[[ LISTED RECORDS, beginning ]]

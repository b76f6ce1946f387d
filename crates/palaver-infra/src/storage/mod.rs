//! Uploaded file storage.
//!
//! Raw upload bytes live on the local filesystem; their metadata lives in
//! the chat repository as attachments.

use std::path::Path;

pub mod upload;

pub use upload::UploadStore;

/// Detect MIME type from file extension.
///
/// Fallback for multipart parts that carry no `Content-Type`.
pub fn detect_mime(filename: &str) -> String {
    let ext = Path::new(filename)
        .extension()
        .and_then(|e| e.to_str())
        .unwrap_or("")
        .to_lowercase();

    match ext.as_str() {
        // Text
        "txt" => "text/plain",
        "md" | "markdown" => "text/markdown",
        "csv" => "text/csv",
        "html" | "htm" => "text/html",
        "json" => "application/json",

        // Documents
        "pdf" => "application/pdf",
        "doc" => "application/msword",
        "docx" => "application/vnd.openxmlformats-officedocument.wordprocessingml.document",

        // Images
        "png" => "image/png",
        "jpg" | "jpeg" => "image/jpeg",
        "gif" => "image/gif",
        "svg" => "image/svg+xml",
        "webp" => "image/webp",

        // Archives
        "zip" => "application/zip",

        _ => "application/octet-stream",
    }
    .to_string()
}
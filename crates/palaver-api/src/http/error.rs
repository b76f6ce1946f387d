//! Application error type mapping to HTTP status codes.
//!
//! Error bodies are `{"error": <message>, "code": <CODE>}`.

use axum::extract::multipart::{MultipartError, MultipartRejection};
use axum::extract::rejection::JsonRejection;
use axum::http::StatusCode;
use axum::response::{IntoResponse, Response};
use serde_json::json;

use palaver_types::error::ChatError;

/// Application-level error that maps to HTTP responses.
#[derive(Debug)]
pub enum AppError {
    Chat(ChatError),
    /// Malformed request that never reached the service.
    Validation(String),
}

impl From<ChatError> for AppError {
    fn from(e: ChatError) -> Self {
        AppError::Chat(e)
    }
}

impl From<JsonRejection> for AppError {
    fn from(e: JsonRejection) -> Self {
        AppError::Validation(e.body_text())
    }
}

impl From<MultipartRejection> for AppError {
    fn from(e: MultipartRejection) -> Self {
        AppError::Validation(e.body_text())
    }
}

impl From<MultipartError> for AppError {
    fn from(e: MultipartError) -> Self {
        AppError::Validation(e.body_text())
    }
}

impl AppError {
    fn parts(&self) -> (StatusCode, &'static str, String) {
        match self {
            AppError::Chat(ChatError::Validation(msg)) | AppError::Validation(msg) => {
                (StatusCode::BAD_REQUEST, "VALIDATION_ERROR", msg.clone())
            }
            AppError::Chat(e @ ChatError::SessionNotFound) => {
                (StatusCode::NOT_FOUND, "SESSION_NOT_FOUND", e.to_string())
            }
            AppError::Chat(e @ ChatError::MessageNotFound) => {
                (StatusCode::NOT_FOUND, "MESSAGE_NOT_FOUND", e.to_string())
            }
            AppError::Chat(e @ ChatError::Llm(_)) => {
                (StatusCode::INTERNAL_SERVER_ERROR, "PROVIDER_ERROR", e.to_string())
            }
            AppError::Chat(e @ ChatError::Repository(_)) => {
                (StatusCode::INTERNAL_SERVER_ERROR, "STORAGE_ERROR", e.to_string())
            }
        }
    }
}

impl IntoResponse for AppError {
    fn into_response(self) -> Response {
        let (status, code, message) = self.parts();

        if status.is_server_error() {
            tracing::error!(code, error = %message, "Request failed");
        }

        let body = json!({
            "error": message,
            "code": code,
        });

        (status, axum::Json(body)).into_response()
    }
}
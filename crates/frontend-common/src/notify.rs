//! Global warning hook
//!
//! The application registers a callback (typically its snackbar) and the
//! API client reports session expiry through it, without components having
//! to check for it themselves.

use autodash_http::client::Notifier;
use std::cell::RefCell;
use std::rc::Rc;
use tracing::warn;

thread_local! {
    /// Global warning callback
    static WARNING_CALLBACK: RefCell<Option<Rc<dyn Fn(&str)>>> = RefCell::new(None);
}

/// Set the global warning callback
pub fn set_warning_callback(callback: Rc<dyn Fn(&str)>) {
    WARNING_CALLBACK.with(|cb| {
        *cb.borrow_mut() = Some(callback);
    });
}

/// Clear the warning callback
pub fn clear_warning_callback() {
    WARNING_CALLBACK.with(|cb| {
        *cb.borrow_mut() = None;
    });
}

/// Show a warning through the callback, or log it when none is set
pub fn show_warning(message: &str) {
    // Cloned out so the callback may replace itself
    let callback = WARNING_CALLBACK.with(|cb| cb.borrow().clone());
    match callback {
        Some(callback) => callback(message),
        None => warn!("{message}"),
    }
}

/// Notifier that forwards to [`show_warning`]
#[derive(Debug, Default, Clone, Copy)]
pub struct CallbackNotifier;

impl Notifier for CallbackNotifier {
    fn warn(&self, message: &str) {
        show_warning(message);
    }
}
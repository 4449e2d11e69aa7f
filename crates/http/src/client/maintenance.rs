//! Maintenance record API client methods

use super::{ClientError, DashboardClient, with_query};
use reqwest::Method;
use serde::Serialize;
use serde_json::Value;
use std::fmt::Display;

impl DashboardClient {
    /// List maintenance records, filtered by `params`
    pub async fn maintenance_records<I, K, V>(
        &self,
        params: I,
    ) -> Result<Option<Value>, ClientError>
    where
        I: IntoIterator<Item = (K, V)>,
        K: AsRef<str>,
        V: AsRef<str>,
    {
        self.get_json(&with_query("/maintenance", params)).await
    }

    /// Maintenance history of a single car
    pub async fn car_maintenance(
        &self,
        car_id: impl Display,
    ) -> Result<Option<Value>, ClientError> {
        self.get_json(&format!("/maintenance/car/{car_id}")).await
    }

    pub async fn maintenance_record(
        &self,
        id: impl Display,
    ) -> Result<Option<Value>, ClientError> {
        self.get_json(&format!("/maintenance/{id}")).await
    }

    pub async fn create_maintenance<B: Serialize + ?Sized>(
        &self,
        record: &B,
    ) -> Result<Option<Value>, ClientError> {
        self.send_json(Method::POST, "/maintenance", record).await
    }

    pub async fn update_maintenance<B: Serialize + ?Sized>(
        &self,
        id: impl Display,
        record: &B,
    ) -> Result<Option<Value>, ClientError> {
        self.send_json(Method::PUT, &format!("/maintenance/{id}"), record).await
    }

    pub async fn delete_maintenance(
        &self,
        id: impl Display,
    ) -> Result<Option<Value>, ClientError> {
        self.delete_json(&format!("/maintenance/{id}")).await
    }

    pub async fn maintenance_categories(&self) -> Result<Option<Value>, ClientError> {
        self.get_json("/maintenance/categories").await
    }
}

[[ LISTED RECORDS, end ]]

Word for word, restate the lines above.

repository b76f6ce1946f387d
filename crates/palaver-infra/src/storage/mod.rs
//! Uploaded file storage.
//!
//! Raw upload bytes live on the local filesystem; their metadata lives in
//! the chat repository as attachments.

use std::path::Path;

pub mod upload;

pub use upload::UploadStore;

/// Detect MIME type from file extension.
///
/// Fallback for multipart parts that carry no `Content-Type`.
pub fn detect_mime(filename: &str) -> String {
    let ext = Path::new(filename)
        .extension()
        .and_then(|e| e.to_str())
        .unwrap_or("")
        .to_lowercase();

    match ext.as_str() {
        // Text
        "txt" => "text/plain",
        "md" | "markdown" => "text/markdown",
        "csv" => "text/csv",
        "html" | "htm" => "text/html",
        "json" => "application/json",

        // Documents
        "pdf" => "application/pdf",
        "doc" => "application/msword",
        "docx" => "application/vnd.openxmlformats-officedocument.wordprocessingml.document",

        // Images
        "png" => "image/png",
        "jpg" | "jpeg" => "image/jpeg",
        "gif" => "image/gif",
        "svg" => "image/svg+xml",
        "webp" => "image/webp",

        // Archives
        "zip" => "application/zip",

        _ => "application/octet-stream",
    }
    .to_string()
}
filename crates/palaver-api/src/http/error.rs
repository b76f6ce1946f387d
//! Application error type mapping to HTTP status codes.
//!
//! Error bodies are `{"error": <message>, "code": <CODE>}`.

use axum::extract::multipart::{MultipartError, MultipartRejection};
use axum::extract::rejection::JsonRejection;
use axum::http::StatusCode;
use axum::response::{IntoResponse, Response};
use serde_json::json;

use palaver_types::error::ChatError;

/// Application-level error that maps to HTTP responses.
#[derive(Debug)]
pub enum AppError {
    Chat(ChatError),
    /// Malformed request that never reached the service.
    Validation(String),
}

impl From<ChatError> for AppError {
    fn from(e: ChatError) -> Self {
        AppError::Chat(e)
    }
}

impl From<JsonRejection> for AppError {
    fn from(e: JsonRejection) -> Self {
        AppError::Validation(e.body_text())
    }
}

impl From<MultipartRejection> for AppError {
    fn from(e: MultipartRejection) -> Self {
        AppError::Validation(e.body_text())
    }
}

impl From<MultipartError> for AppError {
    fn from(e: MultipartError) -> Self {
        AppError::Validation(e.body_text())
    }
}

impl AppError {
    fn parts(&self) -> (StatusCode, &'static str, String) {
        match self {
            AppError::Chat(ChatError::Validation(msg)) | AppError::Validation(msg) => {
                (StatusCode::BAD_REQUEST, "VALIDATION_ERROR", msg.clone())
            }
            AppError::Chat(e @ ChatError::SessionNotFound) => {
                (StatusCode::NOT_FOUND, "SESSION_NOT_FOUND", e.to_string())
            }
            AppError::Chat(e @ ChatError::MessageNotFound) => {
                (StatusCode::NOT_FOUND, "MESSAGE_NOT_FOUND", e.to_string())
            }
            AppError::Chat(e @ ChatError::Llm(_)) => {
                (StatusCode::INTERNAL_SERVER_ERROR, "PROVIDER_ERROR", e.to_string())
            }
            AppError::Chat(e @ ChatError::Repository(_)) => {
                (StatusCode::INTERNAL_SERVER_ERROR, "STORAGE_ERROR", e.to_string())
            }
        }
    }
}

impl IntoResponse for AppError {
    fn into_response(self) -> Response {
        let (status, code, message) = self.parts();

        if status.is_server_error() {
            tracing::error!(code, error = %message, "Request failed");
        }

        let body = json!({
            "error": message,
            "code": code,
        });

        (status, axum::Json(body)).into_response()
    }
}
filename crates/frontend-common/src/notify.rs
//! Global warning hook
//!
//! The application registers a callback (typically its snackbar) and the
//! API client reports session expiry through it, without components having
//! to check for it themselves.

use autodash_http::client::Notifier;
use std::cell::RefCell;
use std::rc::Rc;
use tracing::warn;

thread_local! {
    /// Global warning callback
    static WARNING_CALLBACK: RefCell<Option<Rc<dyn Fn(&str)>>> = RefCell::new(None);
}

/// Set the global warning callback
pub fn set_warning_callback(callback: Rc<dyn Fn(&str)>) {
    WARNING_CALLBACK.with(|cb| {
        *cb.borrow_mut() = Some(callback);
    });
}

/// Clear the warning callback
pub fn clear_warning_callback() {
    WARNING_CALLBACK.with(|cb| {
        *cb.borrow_mut() = None;
    });
}

/// Show a warning through the callback, or log it when none is set
pub fn show_warning(message: &str) {
    // Cloned out so the callback may replace itself
    let callback = WARNING_CALLBACK.with(|cb| cb.borrow().clone());
    match callback {
        Some(callback) => callback(message),
        None => warn!("{message}"),
    }
}

/// Notifier that forwards to [`show_warning`]
#[derive(Debug, Default, Clone, Copy)]
pub struct CallbackNotifier;

impl Notifier for CallbackNotifier {
    fn warn(&self, message: &str) {
        show_warning(message);
    }
}
repository 4449e2d11e69aa7f
filename crates/http/src/client/maintenance.rs
//! Maintenance record API client methods

use super::{ClientError, DashboardClient, with_query};
use reqwest::Method;
use serde::Serialize;
use serde_json::Value;
use std::fmt::Display;

impl DashboardClient {
    /// List maintenance records, filtered by `params`
    pub async fn maintenance_records<I, K, V>(
        &self,
        params: I,
    ) -> Result<Option<Value>, ClientError>
    where
        I: IntoIterator<Item = (K, V)>,
        K: AsRef<str>,
        V: AsRef<str>,
    {
        self.get_json(&with_query("/maintenance", params)).await
    }

    /// Maintenance history of a single car
    pub async fn car_maintenance(
        &self,
        car_id: impl Display,
    ) -> Result<Option<Value>, ClientError> {
        self.get_json(&format!("/maintenance/car/{car_id}")).await
    }

    pub async fn maintenance_record(
        &self,
        id: impl Display,
    ) -> Result<Option<Value>, ClientError> {
        self.get_json(&format!("/maintenance/{id}")).await
    }

    pub async fn create_maintenance<B: Serialize + ?Sized>(
        &self,
        record: &B,
    ) -> Result<Option<Value>, ClientError> {
        self.send_json(Method::POST, "/maintenance", record).await
    }

    pub async fn update_maintenance<B: Serialize + ?Sized>(
        &self,
        id: impl Display,
        record: &B,
    ) -> Result<Option<Value>, ClientError> {
        self.send_json(Method::PUT, &format!("/maintenance/{id}"), record).await
    }

    pub async fn delete_maintenance(
        &self,
        id: impl Display,
    ) -> Result<Option<Value>, ClientError> {
        self.delete_json(&format!("/maintenance/{id}")).await
    }

    pub async fn maintenance_categories(&self) -> Result<Option<Value>, ClientError> {
        self.get_json("/maintenance/categories").await
    }
}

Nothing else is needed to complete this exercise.